● MATERIAL PROVIDED:
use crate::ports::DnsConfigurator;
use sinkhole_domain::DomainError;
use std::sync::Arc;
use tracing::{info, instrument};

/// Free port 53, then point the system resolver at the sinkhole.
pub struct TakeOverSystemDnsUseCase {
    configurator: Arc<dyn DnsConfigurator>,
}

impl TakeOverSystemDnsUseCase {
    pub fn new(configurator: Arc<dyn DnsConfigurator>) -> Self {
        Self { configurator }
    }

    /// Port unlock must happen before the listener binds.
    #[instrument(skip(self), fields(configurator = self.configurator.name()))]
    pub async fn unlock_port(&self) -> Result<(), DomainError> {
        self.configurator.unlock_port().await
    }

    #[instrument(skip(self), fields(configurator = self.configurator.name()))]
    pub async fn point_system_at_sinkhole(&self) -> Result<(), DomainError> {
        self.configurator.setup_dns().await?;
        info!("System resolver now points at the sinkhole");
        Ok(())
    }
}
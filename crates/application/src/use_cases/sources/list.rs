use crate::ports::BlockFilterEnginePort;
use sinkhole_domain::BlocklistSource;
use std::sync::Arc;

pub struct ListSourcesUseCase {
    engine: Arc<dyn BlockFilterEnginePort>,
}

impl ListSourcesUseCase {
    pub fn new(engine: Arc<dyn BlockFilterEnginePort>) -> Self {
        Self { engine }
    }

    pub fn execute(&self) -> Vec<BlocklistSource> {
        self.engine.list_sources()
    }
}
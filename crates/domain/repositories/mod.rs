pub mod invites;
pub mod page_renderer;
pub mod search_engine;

==

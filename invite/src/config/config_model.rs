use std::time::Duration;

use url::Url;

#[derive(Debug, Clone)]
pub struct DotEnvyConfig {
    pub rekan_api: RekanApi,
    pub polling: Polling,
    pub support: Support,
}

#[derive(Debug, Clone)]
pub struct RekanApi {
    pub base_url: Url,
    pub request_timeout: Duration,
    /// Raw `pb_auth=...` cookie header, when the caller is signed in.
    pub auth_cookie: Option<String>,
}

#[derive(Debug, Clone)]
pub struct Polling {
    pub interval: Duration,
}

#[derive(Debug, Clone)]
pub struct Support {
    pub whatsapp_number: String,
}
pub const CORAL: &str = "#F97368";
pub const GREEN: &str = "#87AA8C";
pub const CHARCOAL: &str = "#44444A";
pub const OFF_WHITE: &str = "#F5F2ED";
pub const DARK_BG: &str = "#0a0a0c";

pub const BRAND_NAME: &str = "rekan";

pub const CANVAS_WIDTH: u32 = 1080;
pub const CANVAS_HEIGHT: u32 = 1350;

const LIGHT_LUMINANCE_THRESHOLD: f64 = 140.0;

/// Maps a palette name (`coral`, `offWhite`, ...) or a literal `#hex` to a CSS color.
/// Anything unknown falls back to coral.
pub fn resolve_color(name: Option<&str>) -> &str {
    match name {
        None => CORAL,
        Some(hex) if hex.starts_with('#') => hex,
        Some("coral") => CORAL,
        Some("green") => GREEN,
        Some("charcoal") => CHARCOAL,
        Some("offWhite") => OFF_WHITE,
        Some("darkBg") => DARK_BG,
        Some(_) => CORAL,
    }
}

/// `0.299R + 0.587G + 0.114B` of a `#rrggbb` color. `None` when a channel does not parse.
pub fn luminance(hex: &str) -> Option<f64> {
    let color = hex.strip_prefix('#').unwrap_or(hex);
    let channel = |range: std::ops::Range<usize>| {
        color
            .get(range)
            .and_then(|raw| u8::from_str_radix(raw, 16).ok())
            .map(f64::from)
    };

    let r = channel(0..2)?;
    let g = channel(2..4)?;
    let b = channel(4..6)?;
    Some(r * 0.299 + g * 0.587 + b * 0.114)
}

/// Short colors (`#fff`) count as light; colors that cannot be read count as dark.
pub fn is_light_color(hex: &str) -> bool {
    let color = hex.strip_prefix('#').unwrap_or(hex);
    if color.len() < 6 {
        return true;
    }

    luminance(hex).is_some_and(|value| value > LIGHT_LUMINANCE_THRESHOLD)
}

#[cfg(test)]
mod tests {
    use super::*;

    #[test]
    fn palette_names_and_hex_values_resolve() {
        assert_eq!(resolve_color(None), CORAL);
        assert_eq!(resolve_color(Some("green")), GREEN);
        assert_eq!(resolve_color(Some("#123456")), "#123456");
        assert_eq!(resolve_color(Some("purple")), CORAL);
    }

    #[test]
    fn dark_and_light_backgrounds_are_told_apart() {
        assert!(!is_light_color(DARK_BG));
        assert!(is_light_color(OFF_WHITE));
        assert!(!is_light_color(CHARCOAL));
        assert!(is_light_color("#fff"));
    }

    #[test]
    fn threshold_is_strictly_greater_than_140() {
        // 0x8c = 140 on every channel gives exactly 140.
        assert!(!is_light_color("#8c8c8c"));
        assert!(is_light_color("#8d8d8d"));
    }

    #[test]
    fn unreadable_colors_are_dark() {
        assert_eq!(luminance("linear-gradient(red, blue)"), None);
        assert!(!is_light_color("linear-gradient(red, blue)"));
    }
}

==

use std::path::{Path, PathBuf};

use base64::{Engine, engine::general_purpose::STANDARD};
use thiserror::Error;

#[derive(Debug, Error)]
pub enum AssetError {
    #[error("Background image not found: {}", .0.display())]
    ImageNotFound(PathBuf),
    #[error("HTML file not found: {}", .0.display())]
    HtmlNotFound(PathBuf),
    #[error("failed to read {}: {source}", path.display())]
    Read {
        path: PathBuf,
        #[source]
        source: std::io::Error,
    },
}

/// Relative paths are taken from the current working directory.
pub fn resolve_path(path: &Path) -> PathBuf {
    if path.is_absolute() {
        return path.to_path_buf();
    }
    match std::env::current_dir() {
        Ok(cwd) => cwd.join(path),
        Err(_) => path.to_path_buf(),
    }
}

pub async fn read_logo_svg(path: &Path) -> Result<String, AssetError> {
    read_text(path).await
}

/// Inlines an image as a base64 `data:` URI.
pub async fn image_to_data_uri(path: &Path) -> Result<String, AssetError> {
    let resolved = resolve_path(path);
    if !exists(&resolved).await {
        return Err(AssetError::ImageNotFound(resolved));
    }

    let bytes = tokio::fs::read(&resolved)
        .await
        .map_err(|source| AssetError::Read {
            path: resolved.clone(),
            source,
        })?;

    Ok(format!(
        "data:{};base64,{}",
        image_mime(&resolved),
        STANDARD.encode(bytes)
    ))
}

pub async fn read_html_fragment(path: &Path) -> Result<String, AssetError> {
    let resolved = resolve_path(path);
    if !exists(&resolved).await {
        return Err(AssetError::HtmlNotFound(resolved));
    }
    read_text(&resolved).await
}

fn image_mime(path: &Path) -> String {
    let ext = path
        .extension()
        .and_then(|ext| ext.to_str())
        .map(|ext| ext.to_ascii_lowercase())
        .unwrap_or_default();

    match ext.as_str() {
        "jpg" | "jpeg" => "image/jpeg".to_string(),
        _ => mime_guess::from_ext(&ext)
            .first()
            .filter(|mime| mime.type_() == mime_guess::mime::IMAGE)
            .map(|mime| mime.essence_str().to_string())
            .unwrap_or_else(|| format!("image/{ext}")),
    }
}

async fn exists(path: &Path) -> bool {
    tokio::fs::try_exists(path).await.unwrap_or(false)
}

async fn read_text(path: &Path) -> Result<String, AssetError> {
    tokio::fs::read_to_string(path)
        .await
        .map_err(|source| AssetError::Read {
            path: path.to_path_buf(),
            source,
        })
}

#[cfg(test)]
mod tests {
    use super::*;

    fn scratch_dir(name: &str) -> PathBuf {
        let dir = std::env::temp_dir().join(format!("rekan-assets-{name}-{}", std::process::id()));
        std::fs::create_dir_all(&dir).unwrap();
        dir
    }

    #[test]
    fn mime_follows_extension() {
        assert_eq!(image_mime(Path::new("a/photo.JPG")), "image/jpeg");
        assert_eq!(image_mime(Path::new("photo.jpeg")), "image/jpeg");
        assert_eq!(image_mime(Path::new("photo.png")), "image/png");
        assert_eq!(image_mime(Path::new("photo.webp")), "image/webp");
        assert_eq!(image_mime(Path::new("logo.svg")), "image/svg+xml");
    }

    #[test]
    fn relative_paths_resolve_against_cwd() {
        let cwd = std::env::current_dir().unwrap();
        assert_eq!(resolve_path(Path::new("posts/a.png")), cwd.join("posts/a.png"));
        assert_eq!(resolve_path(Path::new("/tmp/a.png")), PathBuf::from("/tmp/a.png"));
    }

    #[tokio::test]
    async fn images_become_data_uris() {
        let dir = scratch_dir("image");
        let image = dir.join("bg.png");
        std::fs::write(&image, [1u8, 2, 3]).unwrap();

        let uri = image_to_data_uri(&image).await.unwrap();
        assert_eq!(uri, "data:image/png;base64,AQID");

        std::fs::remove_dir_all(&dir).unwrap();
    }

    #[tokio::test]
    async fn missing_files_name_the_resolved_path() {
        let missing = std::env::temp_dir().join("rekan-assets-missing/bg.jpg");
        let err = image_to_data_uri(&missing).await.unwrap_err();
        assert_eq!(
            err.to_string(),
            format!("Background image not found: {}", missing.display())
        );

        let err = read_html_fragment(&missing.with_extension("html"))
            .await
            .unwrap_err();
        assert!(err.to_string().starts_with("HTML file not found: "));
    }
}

● DESCRIPTION OF THE TASK: Look above for the line with "use crate::ports::DnsConfigurator;" and the line with "pub mod search_engine;". Write out those two lines and all the lines between them, exactly, and no others.

● RESPONSE:
use crate::ports::DnsConfigurator;
use sinkhole_domain::DomainError;
use std::sync::Arc;
use tracing::{info, instrument};

/// Free port 53, then point the system resolver at the sinkhole.
pub struct TakeOverSystemDnsUseCase {
    configurator: Arc<dyn DnsConfigurator>,
}

impl TakeOverSystemDnsUseCase {
    pub fn new(configurator: Arc<dyn DnsConfigurator>) -> Self {
        Self { configurator }
    }

    /// Port unlock must happen before the listener binds.
    #[instrument(skip(self), fields(configurator = self.configurator.name()))]
    pub async fn unlock_port(&self) -> Result<(), DomainError> {
        self.configurator.unlock_port().await
    }

    #[instrument(skip(self), fields(configurator = self.configurator.name()))]
    pub async fn point_system_at_sinkhole(&self) -> Result<(), DomainError> {
        self.configurator.setup_dns().await?;
        info!("System resolver now points at the sinkhole");
        Ok(())
    }
}
filename crates/application/src/use_cases/sources/list.rs
use crate::ports::BlockFilterEnginePort;
use sinkhole_domain::BlocklistSource;
use std::sync::Arc;

pub struct ListSourcesUseCase {
    engine: Arc<dyn BlockFilterEnginePort>,
}

impl ListSourcesUseCase {
    pub fn new(engine: Arc<dyn BlockFilterEnginePort>) -> Self {
        Self { engine }
    }

    pub fn execute(&self) -> Vec<BlocklistSource> {
        self.engine.list_sources()
    }
}
filename crates/domain/repositories/mod.rs
pub mod invites;
pub mod page_renderer;
pub mod search_engine;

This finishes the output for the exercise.